High-ho, high-ho, it’s off to work we go
There are many simple activities that do not require equipment or incur cost yet have a powerful and profound effect on your Brain and Body.
Whistling is a perfect example.
While it’s fun to do and has many positive physical, mental and emotional benefits, whistling seems to be a fading art and running out of steam, in our modern-day society.
Do you whistle? Do you hear others whistling around you?
Many of us can easily envision memories of Snow White and the Seven Dwarfs (except Grumpy Dwarf of course), whistling a happy tune as they set off to work.
Years ago, every second man on the street (and some women) used to whistle. It was even incorporated regularly into TV shows, movies and songs as recent as the 70’s and 80’s.
Co-Author of ‘A Brief History of Whistling’ John Lucas says that whistling used to be common with miners on their way to the pits and workers to and from the factories. There were even whistling choirs on the work buses.
Now, the sound of people whistling has significantly disappeared from modern life. In a survey, around seventy per cent of those questioned say there aren’t as many people whistling today compared with just two or three decades ago.
Why is this?
Some experts conclude it’s due to the demise in working class laborers, including street sweepers, milkmen, delivery boys and coalminers. Add to it, that on construction sites, instead of hearing workmen whistling as they work, radio tunes fill the airwaves instead.
Cultural historian, Chris Cook at Syracuse University London told the Sunday Times: “Go into the streets, into the workplace and it’s silent. It’s nothing like it was a few decades ago when you would hear people whistling tunes everywhere.”
To top it off, many people are using earphones and portable music players to listen to music, so they don’t need to make their own tunes. Software such as iTunes is replacing the real “I”-Tunes.

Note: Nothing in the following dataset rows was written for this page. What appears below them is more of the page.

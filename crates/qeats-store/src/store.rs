use std::sync::Arc;

use crate::{
    Result,
    model::{ItemRecord, MenuRecord, RestaurantRecord},
};

/// Read-only query primitives over the restaurant catalogue.
///
/// Implementations may fail with [`StoreError::Unavailable`](crate::StoreError::Unavailable)
/// when the backing store cannot be reached. The search core never retries;
/// retry policy, if any, belongs to the implementation.
///
/// Every method returns results in the store's iteration order, which callers
/// may rely on being stable for a stable snapshot.
pub trait RestaurantStore: Send + Sync {
    /// Every restaurant in the catalogue.
    fn find_all(&self) -> Result<Vec<RestaurantRecord>>;

    /// Restaurants whose name equals `name` exactly.
    fn find_by_name_exact(&self, name: &str) -> Result<Vec<RestaurantRecord>>;

    /// Restaurants carrying a cuisine/attribute tag that matches `text`.
    fn find_by_attributes(&self, text: &str) -> Result<Vec<RestaurantRecord>>;

    /// Menus containing an item whose name matches `text`.
    fn find_menus_by_item_name(&self, text: &str) -> Result<Vec<MenuRecord>>;

    /// Items carrying an attribute tag that matches `text`.
    fn find_items_by_attributes(&self, text: &str) -> Result<Vec<ItemRecord>>;

    /// Menus containing at least one of `item_ids`.
    fn find_menus_by_item_ids(&self, item_ids: &[String]) -> Result<Vec<MenuRecord>>;

    fn find_by_id(&self, restaurant_id: &str) -> Result<Option<RestaurantRecord>>;
}

impl<T: RestaurantStore + ?Sized> RestaurantStore for Arc<T> {
    fn find_all(&self) -> Result<Vec<RestaurantRecord>> {
        (**self).find_all()
    }

    fn find_by_name_exact(&self, name: &str) -> Result<Vec<RestaurantRecord>> {
        (**self).find_by_name_exact(name)
    }

    fn find_by_attributes(&self, text: &str) -> Result<Vec<RestaurantRecord>> {
        (**self).find_by_attributes(text)
    }

    fn find_menus_by_item_name(&self, text: &str) -> Result<Vec<MenuRecord>> {
        (**self).find_menus_by_item_name(text)
    }

    fn find_items_by_attributes(&self, text: &str) -> Result<Vec<ItemRecord>> {
        (**self).find_items_by_attributes(text)
    }

    fn find_menus_by_item_ids(&self, item_ids: &[String]) -> Result<Vec<MenuRecord>> {
        (**self).find_menus_by_item_ids(item_ids)
    }

    fn find_by_id(&self, restaurant_id: &str) -> Result<Option<RestaurantRecord>> {
        (**self).find_by_id(restaurant_id)
    }
}
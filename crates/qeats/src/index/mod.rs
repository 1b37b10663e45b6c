//! Cache-aside index of nearby open restaurants.
//!
//! Lists are cached per geohash bucket. A hit is served verbatim; a miss scans
//! the store, filters for the caller, and writes the fresh list back. The cache
//! is an accelerator only: every cache failure is logged and treated as a miss.

use std::{sync::Arc, time::Duration};

use chrono::NaiveTime;
use qeats_store::{Location, RestaurantStore};
use serde::{Deserialize, Serialize};
use tracing::{debug, instrument, warn};

use crate::{
    cache::{self, CacheConnection, CachePool, DEFAULT_TTL},
    deadline::Deadline,
    geo::{self, BucketPrecision},
    search::{Result, SearchResult, is_eligible},
};

/// What a cache entry is keyed by.
#[derive(Debug, Clone, Copy, PartialEq, Eq, Default, Serialize, Deserialize)]
#[serde(rename_all = "snake_case")]
pub enum CacheKeyPolicy {
    /// Geohash bucket only. Callers in one bucket share a list regardless of
    /// the radius it was computed for.
    BucketOnly,
    /// Geohash bucket plus the serving radius, so peak and off-peak lists
    /// never overwrite each other.
    #[default]
    BucketAndRadiusClass,
}

#[derive(Debug, Clone, Copy, PartialEq, Eq)]
pub struct GeoIndexParams {
    pub precision: BucketPrecision,
    pub ttl: Duration,
    pub key_policy: CacheKeyPolicy,
}

impl Default for GeoIndexParams {
    fn default() -> Self {
        Self {
            precision: BucketPrecision::default(),
            ttl: DEFAULT_TTL,
            key_policy: CacheKeyPolicy::default(),
        }
    }
}

pub struct GeoIndex<S, C> {
    store: Arc<S>,
    cache: C,
    params: GeoIndexParams,
}

impl<S, C: std::fmt::Debug> std::fmt::Debug for GeoIndex<S, C> {
    fn fmt(&self, f: &mut std::fmt::Formatter<'_>) -> std::fmt::Result {
        f.debug_struct("GeoIndex")
            .field("cache", &self.cache)
            .field("params", &self.params)
            .finish_non_exhaustive()
    }
}

impl<S: RestaurantStore, C: CachePool> GeoIndex<S, C> {
    pub const fn new(store: Arc<S>, cache: C, params: GeoIndexParams) -> Self {
        Self {
            store,
            cache,
            params,
        }
    }

    pub fn cache_key(&self, requester: &Location, radius_km: f64) -> String {
        let bucket = geo::encode(requester, self.params.precision);
        match self.params.key_policy {
            CacheKeyPolicy::BucketOnly => bucket.to_string(),
            CacheKeyPolicy::BucketAndRadiusClass => bucket.with_radius_class(radius_km),
        }
    }

    /// Open restaurants strictly within `radius_km` of `requester`.
    ///
    /// Only store failures and an expired deadline reach the caller.
    #[instrument(
        name = "Nearby Lookup",
        level = "debug",
        skip_all,
        fields(radius_km = radius_km, time = %current_time)
    )]
    pub fn find_nearby(
        &self,
        requester: &Location,
        current_time: NaiveTime,
        radius_km: f64,
        deadline: &Deadline,
    ) -> Result<Vec<SearchResult>> {
        deadline.check("cache read")?;
        let key = self.cache_key(requester, radius_km);

        let mut connection = match self.cache.acquire() {
            Ok(connection) => Some(connection),
            Err(e) => {
                warn!(key = %key, error = %e, "Cache unavailable, reading through to store");
                None
            }
        };

        if let Some(cached) = connection.as_mut().and_then(|conn| read_cached(conn, &key)) {
            debug!(key = %key, results = cached.len(), "Cache hit");
            return Ok(cached);
        }
        debug!(key = %key, "Cache miss");

        deadline.check("store scan")?;
        let t_scan = std::time::Instant::now();
        let restaurants = self.store.find_all()?;
        let scanned = restaurants.len();
        let fresh: Vec<SearchResult> = restaurants
            .into_iter()
            .filter(|record| is_eligible(record, requester, current_time, radius_km))
            .map(SearchResult::from)
            .collect();
        debug!(
            scanned,
            results = fresh.len(),
            elapsed_ms = t_scan.elapsed().as_millis(),
            "Store scan complete"
        );

        if let Some(conn) = connection.as_mut() {
            write_cached(conn, &key, &fresh, self.params.ttl);
        }
        Ok(fresh)
    }

    pub const fn params(&self) -> &GeoIndexParams {
        &self.params
    }

    pub const fn cache(&self) -> &C {
        &self.cache
    }
}

fn read_cached<Conn: CacheConnection>(conn: &mut Conn, key: &str) -> Option<Vec<SearchResult>> {
    let payload = match conn.get(key) {
        Ok(payload) => payload?,
        Err(e) => {
            warn!(key, error = %e, "Cache read failed, treating as miss");
            return None;
        }
    };
    match cache::decode_results(&payload) {
        Ok(results) => Some(results),
        Err(e) => {
            warn!(key, error = %e, "Malformed cache payload, recomputing");
            None
        }
    }
}

fn write_cached<Conn: CacheConnection>(
    conn: &mut Conn,
    key: &str,
    results: &[SearchResult],
    ttl: Duration,
) {
    let written = cache::encode_results(results).and_then(|payload| conn.set_with_ttl(key, &payload, ttl));
    if let Err(e) = written {
        warn!(key, error = %e, "Cache write failed");
    }
}
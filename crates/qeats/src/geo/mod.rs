//! Spatial utilities: geohash bucket keys and great-circle distance.
//!
//! Both are small, pure functions with a fixed contract. The cache-aside index
//! keys its entries by [`BucketKey`], and the proximity filter measures with
//! [`haversine_km`].

mod bucket;
mod distance;

pub use bucket::{
    BucketKey, BucketPrecision, DEFAULT_PRECISION, MAX_PRECISION, encode, encode_coordinates,
};
pub use distance::{EARTH_RADIUS_KM, haversine_km};
pub use error::GeoError;

mod error {
    use qeats_store::LocationError;
    use thiserror::Error;

    #[derive(Error, Debug, Clone, PartialEq)]
    pub enum GeoError {
        #[error("Invalid location: {0}")]
        InvalidLocation(#[from] LocationError),
        #[error("Bucket precision must be between 1 and {max}, got {got}")]
        InvalidPrecision { got: u8, max: u8 },
    }
}
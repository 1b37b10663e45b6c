//! Serving radius as a function of time of day.
//!
//! During peak windows delivery capacity is stretched, so restaurants are only
//! offered within a tighter radius. Outside them the wider normal radius
//! applies.

use std::fmt;

use chrono::{NaiveTime, Timelike};
pub use error::PolicyError;

pub const PEAK_RADIUS_KM: f64 = 3.0;
pub const NORMAL_RADIUS_KM: f64 = 5.0;

/// Breakfast, lunch and dinner rush.
const DEFAULT_PEAK_WINDOWS: [((u32, u32), (u32, u32)); 3] =
    [((8, 0), (10, 0)), ((13, 0), (14, 0)), ((19, 0), (21, 0))];

/// A named stretch of the day with a tightened serving radius.
///
/// Both bounds are whole minutes and both are inclusive at minute granularity:
/// the window covers the half-open interval `[start, end + 1 minute)`. So a
/// window ending at 10:00 still contains 10:00:59 but not 10:01.
#[derive(Debug, Clone, Copy, PartialEq, Eq)]
pub struct PeakWindow {
    start: NaiveTime,
    end: NaiveTime,
}

impl PeakWindow {
    pub fn new(start: NaiveTime, end: NaiveTime) -> Result<Self, PolicyError> {
        let (start, end) = (truncate_to_minute(start), truncate_to_minute(end));
        if start > end {
            return Err(PolicyError::InvertedWindow { start, end });
        }
        Ok(Self { start, end })
    }

    pub fn contains(&self, time: NaiveTime) -> bool {
        let minute = truncate_to_minute(time);
        self.start <= minute && minute <= self.end
    }

    pub const fn start(&self) -> NaiveTime {
        self.start
    }

    pub const fn end(&self) -> NaiveTime {
        self.end
    }
}

impl fmt::Display for PeakWindow {
    fn fmt(&self, f: &mut fmt::Formatter<'_>) -> fmt::Result {
        write!(f, "{}-{}", self.start.format("%H:%M"), self.end.format("%H:%M"))
    }
}

fn truncate_to_minute(time: NaiveTime) -> NaiveTime {
    NaiveTime::from_hms_opt(time.hour(), time.minute(), 0).unwrap_or(time)
}

/// Maps a time of day to the serving radius in kilometres.
///
/// # Examples
///
/// ```rust
/// use chrono::NaiveTime;
/// use qeats::ServingPolicy;
///
/// let policy = ServingPolicy::default();
/// let at = |h, m| NaiveTime::from_hms_opt(h, m, 0).unwrap();
///
/// assert_eq!(policy.radius_for(at(10, 0)), 3.0);
/// assert_eq!(policy.radius_for(at(10, 1)), 5.0);
/// ```
#[derive(Debug, Clone, PartialEq)]
pub struct ServingPolicy {
    pub(crate) peak_windows: Vec<PeakWindow>,
    pub(crate) peak_radius_km: f64,
    pub(crate) normal_radius_km: f64,
}

impl Default for ServingPolicy {
    fn default() -> Self {
        let peak_windows = DEFAULT_PEAK_WINDOWS
            .iter()
            .filter_map(|&((sh, sm), (eh, em))| {
                let start = NaiveTime::from_hms_opt(sh, sm, 0)?;
                let end = NaiveTime::from_hms_opt(eh, em, 0)?;
                PeakWindow::new(start, end).ok()
            })
            .collect();
        Self {
            peak_windows,
            peak_radius_km: PEAK_RADIUS_KM,
            normal_radius_km: NORMAL_RADIUS_KM,
        }
    }
}

impl ServingPolicy {
    pub fn new(
        peak_windows: Vec<PeakWindow>,
        peak_radius_km: f64,
        normal_radius_km: f64,
    ) -> Result<Self, PolicyError> {
        validate_radius(peak_radius_km)?;
        validate_radius(normal_radius_km)?;
        Ok(Self {
            peak_windows,
            peak_radius_km,
            normal_radius_km,
        })
    }

    pub fn is_peak(&self, time: NaiveTime) -> bool {
        self.peak_windows.iter().any(|window| window.contains(time))
    }

    pub fn radius_for(&self, time: NaiveTime) -> f64 {
        if self.is_peak(time) {
            self.peak_radius_km
        } else {
            self.normal_radius_km
        }
    }

    pub fn peak_windows(&self) -> &[PeakWindow] {
        &self.peak_windows
    }

    pub const fn peak_radius_km(&self) -> f64 {
        self.peak_radius_km
    }

    pub const fn normal_radius_km(&self) -> f64 {
        self.normal_radius_km
    }
}

pub(crate) fn validate_radius(radius_km: f64) -> Result<(), PolicyError> {
    if radius_km.is_finite() && radius_km > 0.0 {
        Ok(())
    } else {
        Err(PolicyError::InvalidRadius(radius_km))
    }
}

mod error {
    use chrono::NaiveTime;
    use thiserror::Error;

    #[derive(Error, Debug, Clone, PartialEq)]
    pub enum PolicyError {
        #[error("Peak window starts at {start} but ends earlier at {end}")]
        InvertedWindow { start: NaiveTime, end: NaiveTime },
        #[error("Serving radius must be positive and finite, got {0}")]
        InvalidRadius(f64),
        #[error("Invalid time of day '{0}', expected HH:MM")]
        InvalidTime(String),
    }
}
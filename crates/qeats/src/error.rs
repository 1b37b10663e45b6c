use thiserror::Error;

#[derive(Error, Debug)]
pub enum QeatsError {
    #[error("Search error: {0}")]
    SearchError(#[from] crate::search::SearchError),
    #[error("Store error: {0}")]
    Store(#[from] qeats_store::StoreError),
    #[error("Geo error: {0}")]
    Geo(#[from] crate::geo::GeoError),
    #[error("Serving policy error: {0}")]
    Policy(#[from] crate::policy::PolicyError),
    #[error("Worker pool error: {0}")]
    WorkerPool(#[from] rayon::ThreadPoolBuildError),
    #[error("Configuration error: {0}")]
    ConfigError(String),
    #[error("Init Logging error: {0}")]
    InitLoggingError(#[from] tracing_subscriber::filter::ParseError),

    #[error(transparent)]
    Other(#[from] anyhow::Error),
}

impl QeatsError {
    /// The underlying search error, if this is one.
    pub const fn as_search(&self) -> Option<&crate::search::SearchError> {
        match self {
            Self::SearchError(e) => Some(e),
            _ => None,
        }
    }
}

impl From<qeats_store::LocationError> for QeatsError {
    fn from(e: qeats_store::LocationError) -> Self {
        Self::SearchError(e.into())
    }
}

pub type Result<T> = std::result::Result<T, QeatsError>;
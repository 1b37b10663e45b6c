use std::time::Duration;

use qeats_store::parse_time_of_day;

use crate::{
    cache::DEFAULT_TTL,
    error::QeatsError,
    geo::BucketPrecision,
    index::{CacheKeyPolicy, GeoIndexParams},
    policy::{self, PeakWindow, PolicyError, ServingPolicy},
    search::ExecutionMode,
};

/// Settings for a [`RestaurantSearcher`](crate::RestaurantSearcher).
#[derive(Debug, Clone, PartialEq)]
pub struct SearchConfig {
    /// Geohash length of cache keys.
    pub bucket_precision: BucketPrecision,
    /// Lifetime of a cached nearby list.
    pub cache_ttl: Duration,
    pub cache_key_policy: CacheKeyPolicy,
    /// Default mode for text searches.
    pub execution_mode: ExecutionMode,
    /// Truncate results to this many entries. `None` returns everything.
    pub max_results: Option<usize>,
    /// Deadline applied to calls that do not bring their own.
    pub request_timeout: Option<Duration>,
    pub serving_policy: ServingPolicy,
}

impl Default for SearchConfig {
    fn default() -> Self {
        Self {
            bucket_precision: BucketPrecision::default(),
            cache_ttl: DEFAULT_TTL,
            cache_key_policy: CacheKeyPolicy::default(),
            execution_mode: ExecutionMode::default(),
            max_results: None,
            request_timeout: None,
            serving_policy: ServingPolicy::default(),
        }
    }
}

impl SearchConfig {
    pub(crate) const fn index_params(&self) -> GeoIndexParams {
        GeoIndexParams {
            precision: self.bucket_precision,
            ttl: self.cache_ttl,
            key_policy: self.cache_key_policy,
        }
    }
}

/// Builder for creating search configurations with ergonomic defaults
#[derive(Debug, Clone, Default)]
pub struct SearchConfigBuilder {
    config: SearchConfig,
}

impl SearchConfigBuilder {
    /// Create a new builder with sensible defaults
    pub fn new() -> Self {
        Self {
            config: SearchConfig::default(),
        }
    }

    /// Run text sub-queries one after another on the calling thread
    pub fn sequential() -> Self {
        let mut builder = Self::new();
        builder.config.execution_mode = ExecutionMode::Sequential;
        builder
    }

    /// Reproduce the legacy service: bucket-only cache keys and sequential
    /// text search
    pub fn original() -> Self {
        let mut builder = Self::sequential();
        builder.config.cache_key_policy = CacheKeyPolicy::BucketOnly;
        builder
    }

    /// Set the geohash length of cache keys, 1..=12
    pub fn bucket_precision(mut self, chars: u8) -> Result<Self, QeatsError> {
        self.config.bucket_precision =
            BucketPrecision::new(chars).map_err(|e| QeatsError::ConfigError(e.to_string()))?;
        Ok(self)
    }

    pub fn cache_ttl(mut self, ttl: Duration) -> Self {
        self.config.cache_ttl = ttl;
        self
    }

    pub fn cache_key_policy(mut self, policy: CacheKeyPolicy) -> Self {
        self.config.cache_key_policy = policy;
        self
    }

    pub fn execution_mode(mut self, mode: ExecutionMode) -> Self {
        self.config.execution_mode = mode;
        self
    }

    /// Cap the number of results returned from every search
    pub fn max_results(mut self, limit: usize) -> Self {
        self.config.max_results = Some(limit);
        self
    }

    /// Fail calls that take longer than `timeout`
    pub fn request_timeout(mut self, timeout: Duration) -> Self {
        self.config.request_timeout = Some(timeout);
        self
    }

    /// Configure peak windows and serving radii
    pub fn serving(self) -> ServingPolicyBuilder {
        ServingPolicyBuilder::new(self)
    }

    /// Build the final configuration
    pub fn build(self) -> SearchConfig {
        self.config
    }
}

/// Builder for the serving policy
pub struct ServingPolicyBuilder {
    parent: SearchConfigBuilder,
}

impl ServingPolicyBuilder {
    const fn new(parent: SearchConfigBuilder) -> Self {
        Self { parent }
    }

    /// Drop all peak windows, so the normal radius applies all day
    pub fn clear_peak_windows(mut self) -> Self {
        self.parent.config.serving_policy.peak_windows.clear();
        self
    }

    /// Add a peak window from `HH:MM` strings, both ends inclusive
    pub fn peak_window(mut self, start: &str, end: &str) -> Result<Self, QeatsError> {
        let parse = |raw: &str| {
            parse_time_of_day(raw).ok_or_else(|| PolicyError::InvalidTime(raw.to_string()))
        };
        let window = parse(start)
            .and_then(|start| PeakWindow::new(start, parse(end)?))
            .map_err(|e| QeatsError::ConfigError(e.to_string()))?;
        self.parent.config.serving_policy.peak_windows.push(window);
        Ok(self)
    }

    /// Set the peak and normal serving radii in kilometres
    pub fn radii(mut self, peak_km: f64, normal_km: f64) -> Result<Self, QeatsError> {
        for radius in [peak_km, normal_km] {
            policy::validate_radius(radius)
                .map_err(|e| QeatsError::ConfigError(e.to_string()))?;
        }
        if peak_km > normal_km {
            return Err(QeatsError::ConfigError(format!(
                "Peak radius {peak_km} km must not exceed normal radius {normal_km} km"
            )));
        }
        self.parent.config.serving_policy.peak_radius_km = peak_km;
        self.parent.config.serving_policy.normal_radius_km = normal_km;
        Ok(self)
    }

    /// Return to the main configuration builder
    pub fn done(self) -> SearchConfigBuilder {
        self.parent
    }
}
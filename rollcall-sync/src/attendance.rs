//! Attendance repository.
//!
//! Attendance rows never travel through a per-write mirror: they are pushed
//! by the sync pass with generated remote keys (append semantics), so the
//! repository is local-only plus the immediate-sync trigger.

use std::sync::Arc;

use tokio::sync::watch;

use rollcall_store::{live, AttendanceRecord, LocalStore};

use crate::error::SyncResult;
use crate::notify::SyncTrigger;

pub struct AttendanceRepository {
    store: Arc<LocalStore>,
    trigger: Arc<dyn SyncTrigger>,
}

impl AttendanceRepository {
    pub fn new(store: Arc<LocalStore>, trigger: Arc<dyn SyncTrigger>) -> Self {
        Self { store, trigger }
    }

    /// Append one record locally; returns the local rowid.
    pub async fn record(&self, record: &AttendanceRecord) -> SyncResult<i64> {
        Ok(self.store.record_attendance(record).await?)
    }

    /// Ask the external scheduler for an immediate sync pass.
    pub fn request_sync(&self) {
        self.trigger.request();
    }

    pub async fn exists(&self, student_id: &str, timestamp: i64) -> SyncResult<bool> {
        Ok(self.store.attendance_exists(student_id, timestamp).await?)
    }

    pub async fn unsynced(&self) -> SyncResult<Vec<AttendanceRecord>> {
        Ok(self.store.unsynced_attendance().await?)
    }

    pub async fn unsynced_count(&self) -> SyncResult<i64> {
        Ok(self.store.count_unsynced_attendance().await?)
    }

    pub async fn mark_synced(&self, ids: &[i64]) -> SyncResult<()> {
        Ok(self.store.mark_attendance_synced(ids).await?)
    }

    pub async fn student_history(&self, student_id: &str) -> SyncResult<Vec<AttendanceRecord>> {
        Ok(self.store.student_attendance_history(student_id).await?)
    }

    /// History for one subject (None = homeroom) inside an inclusive range.
    pub async fn history_by_subject_in_range(
        &self,
        subject: Option<&str>,
        start: i64,
        end: i64,
    ) -> SyncResult<Vec<AttendanceRecord>> {
        Ok(self
            .store
            .attendance_by_subject_in_range(subject, start, end)
            .await?)
    }

    pub async fn history_in_range(&self, start: i64, end: i64) -> SyncResult<Vec<AttendanceRecord>> {
        Ok(self.store.attendance_in_range(start, end).await?)
    }

    pub async fn all_history(&self) -> SyncResult<Vec<AttendanceRecord>> {
        Ok(self.store.all_attendance().await?)
    }

    pub async fn count_status_since(&self, status: &str, since: i64) -> SyncResult<i64> {
        Ok(self.store.count_attendance_status_since(status, since).await?)
    }

    /// Bulk local clear; remote history is never deleted.
    pub async fn delete_all(&self) -> SyncResult<()> {
        Ok(self.store.delete_all_attendance().await?)
    }

    /// Live count of rows awaiting push (dashboard badge).
    pub fn watch_unsynced_count(&self) -> watch::Receiver<i64> {
        live::watch_unsynced_count(Arc::clone(&self.store))
    }
}
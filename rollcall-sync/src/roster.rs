//! Roster administration: adviser assignment and student onboarding.

use std::collections::HashSet;
use std::sync::Arc;

use chrono::{Datelike, Local};
use rand::Rng;

use rollcall_store::{Student, Teacher, TeacherRole};

use crate::error::{SyncError, SyncResult};
use crate::students::StudentRepository;
use crate::teachers::TeacherRepository;

/// Pre-parsed student row for bulk import; the CSV handling itself lives
/// outside the core.
#[derive(Debug, Clone)]
pub struct NewStudent {
    pub first_name: String,
    pub last_name: String,
    pub grade: String,
    pub section: String,
}

pub struct RosterService {
    students: Arc<StudentRepository>,
    teachers: Arc<TeacherRepository>,
}

fn clear_advisory(mut teacher: Teacher) -> Teacher {
    teacher.advisory_grade = None;
    teacher.advisory_section = None;
    teacher.advisory_track = None;
    teacher.advisory_start_time = None;
    teacher.role = TeacherRole::Subject;
    teacher
}

impl RosterService {
    pub fn new(students: Arc<StudentRepository>, teachers: Arc<TeacherRepository>) -> Self {
        Self { students, teachers }
    }

    /// Make `teacher_id` the adviser of (grade, section). Any other teacher
    /// holding that pair is cleared and demoted first, so at most one
    /// adviser ever holds a class.
    pub async fn assign_adviser(
        &self,
        teacher_id: &str,
        grade: &str,
        section: &str,
        track: Option<&str>,
    ) -> SyncResult<()> {
        let teacher = self
            .teachers
            .get(teacher_id)
            .await?
            .ok_or_else(|| SyncError::TeacherNotFound(teacher_id.to_string()))?;

        let all = self.teachers.all().await?;
        if let Some(existing) = all
            .into_iter()
            .find(|t| t.is_adviser_of(grade, section) && t.id != teacher.id)
        {
            self.teachers.update(&clear_advisory(existing)).await?;
        }

        let mut promoted = teacher;
        promoted.advisory_grade = Some(grade.to_string());
        promoted.advisory_section = Some(section.to_string());
        promoted.advisory_track = track.map(str::to_string);
        promoted.role = TeacherRole::Adviser;
        self.teachers.update(&promoted).await?;

        Ok(())
    }

    pub async fn remove_adviser(&self, teacher_id: &str) -> SyncResult<()> {
        let teacher = self
            .teachers
            .get(teacher_id)
            .await?
            .ok_or_else(|| SyncError::TeacherNotFound(teacher_id.to_string()))?;
        self.teachers.update(&clear_advisory(teacher)).await?;
        Ok(())
    }

    /// Hand a section to a new adviser, optionally renaming it; students of
    /// the old section move to the new name.
    pub async fn rename_section(
        &self,
        old_adviser_id: &str,
        grade: &str,
        old_section: &str,
        new_adviser_id: &str,
        new_section: &str,
        track: Option<&str>,
    ) -> SyncResult<()> {
        if old_adviser_id != new_adviser_id {
            if let Some(old_adviser) = self.teachers.get(old_adviser_id).await? {
                self.teachers.update(&clear_advisory(old_adviser)).await?;
            }
        }

        let new_adviser = self
            .teachers
            .get(new_adviser_id)
            .await?
            .ok_or_else(|| SyncError::TeacherNotFound(new_adviser_id.to_string()))?;
        let mut promoted = new_adviser;
        promoted.advisory_grade = Some(grade.to_string());
        promoted.advisory_section = Some(new_section.to_string());
        promoted.advisory_track = track.map(str::to_string);
        promoted.role = TeacherRole::Adviser;
        self.teachers.update(&promoted).await?;

        if old_section != new_section {
            let moving = self.students.by_class_all(grade, old_section).await?;
            for student in moving {
                let mut moved = student;
                moved.section = new_section.to_string();
                self.students.update(&moved).await?;
            }
        }

        Ok(())
    }

    /// Fresh student id in `YY-NNNN` form, collision-checked locally.
    pub async fn generate_student_id(&self) -> SyncResult<String> {
        let year = Local::now().year() % 100;

        for _ in 0..1_000 {
            let number: u32 = rand::thread_rng().gen_range(1000..=9999);
            let id = format!("{:02}-{:04}", year, number);
            if !self.students.exists_local(&id).await? {
                return Ok(id);
            }
        }
        Err(SyncError::Internal("student id space exhausted".to_string()))
    }

    /// Enroll one student; the username defaults to the first name until the
    /// student changes credentials.
    pub async fn add_student(
        &self,
        id: &str,
        first_name: &str,
        last_name: &str,
        grade: &str,
        section: &str,
    ) -> SyncResult<Student> {
        let student = Student {
            id: id.to_string(),
            first_name: first_name.to_string(),
            last_name: last_name.to_string(),
            grade: grade.to_string(),
            section: section.to_string(),
            username: Some(first_name.to_string()),
            password: None,
            has_changed_credentials: false,
            is_archived: false,
        };
        self.students.insert(&student).await?;
        Ok(student)
    }

    /// Bulk enrollment with generated ids; one local transaction and one
    /// batched mirror write.
    pub async fn import_students(&self, rows: &[NewStudent]) -> SyncResult<usize> {
        if rows.is_empty() {
            return Ok(0);
        }

        let mut used: HashSet<String> = HashSet::new();
        let mut students = Vec::with_capacity(rows.len());

        for row in rows {
            let mut id = self.generate_student_id().await?;
            while used.contains(&id) {
                id = self.generate_student_id().await?;
            }
            used.insert(id.clone());

            students.push(Student {
                id,
                first_name: row.first_name.clone(),
                last_name: row.last_name.clone(),
                grade: row.grade.clone(),
                section: row.section.clone(),
                username: Some(row.first_name.clone()),
                password: None,
                has_changed_credentials: false,
                is_archived: false,
            });
        }

        self.students.insert_all(&students).await?;
        Ok(students.len())
    }
}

Yet, for those who still engage in this simple activity of whistling, they can easily detect the positive effects that occur Classic FM broadcaster, Catherine Bott, said that whistling can be ‘relaxing for people who’ve got a lot going on in their brain’. On a personal note she added that for her, it’s a concentration aid, valuable distraction from background noise, and much easier than singing.
While some associate it with an empty head, whistling is more cerebral that you may realize and it’s scientifically proven to be a valuable cognitive activity that can stimulate, grow and recreate your brain!
In the book, A Brief History of Whistling, by Lucas and Chatburn, they uncover enough evidence to prove that whistling is in fact an art form, one requiring practice, discipline and dexterity.
When is the last time you whistled? Give it a shot! You will likely discover that it does some great things like shifting your mood, putting some pep in your step and refreshing your focus.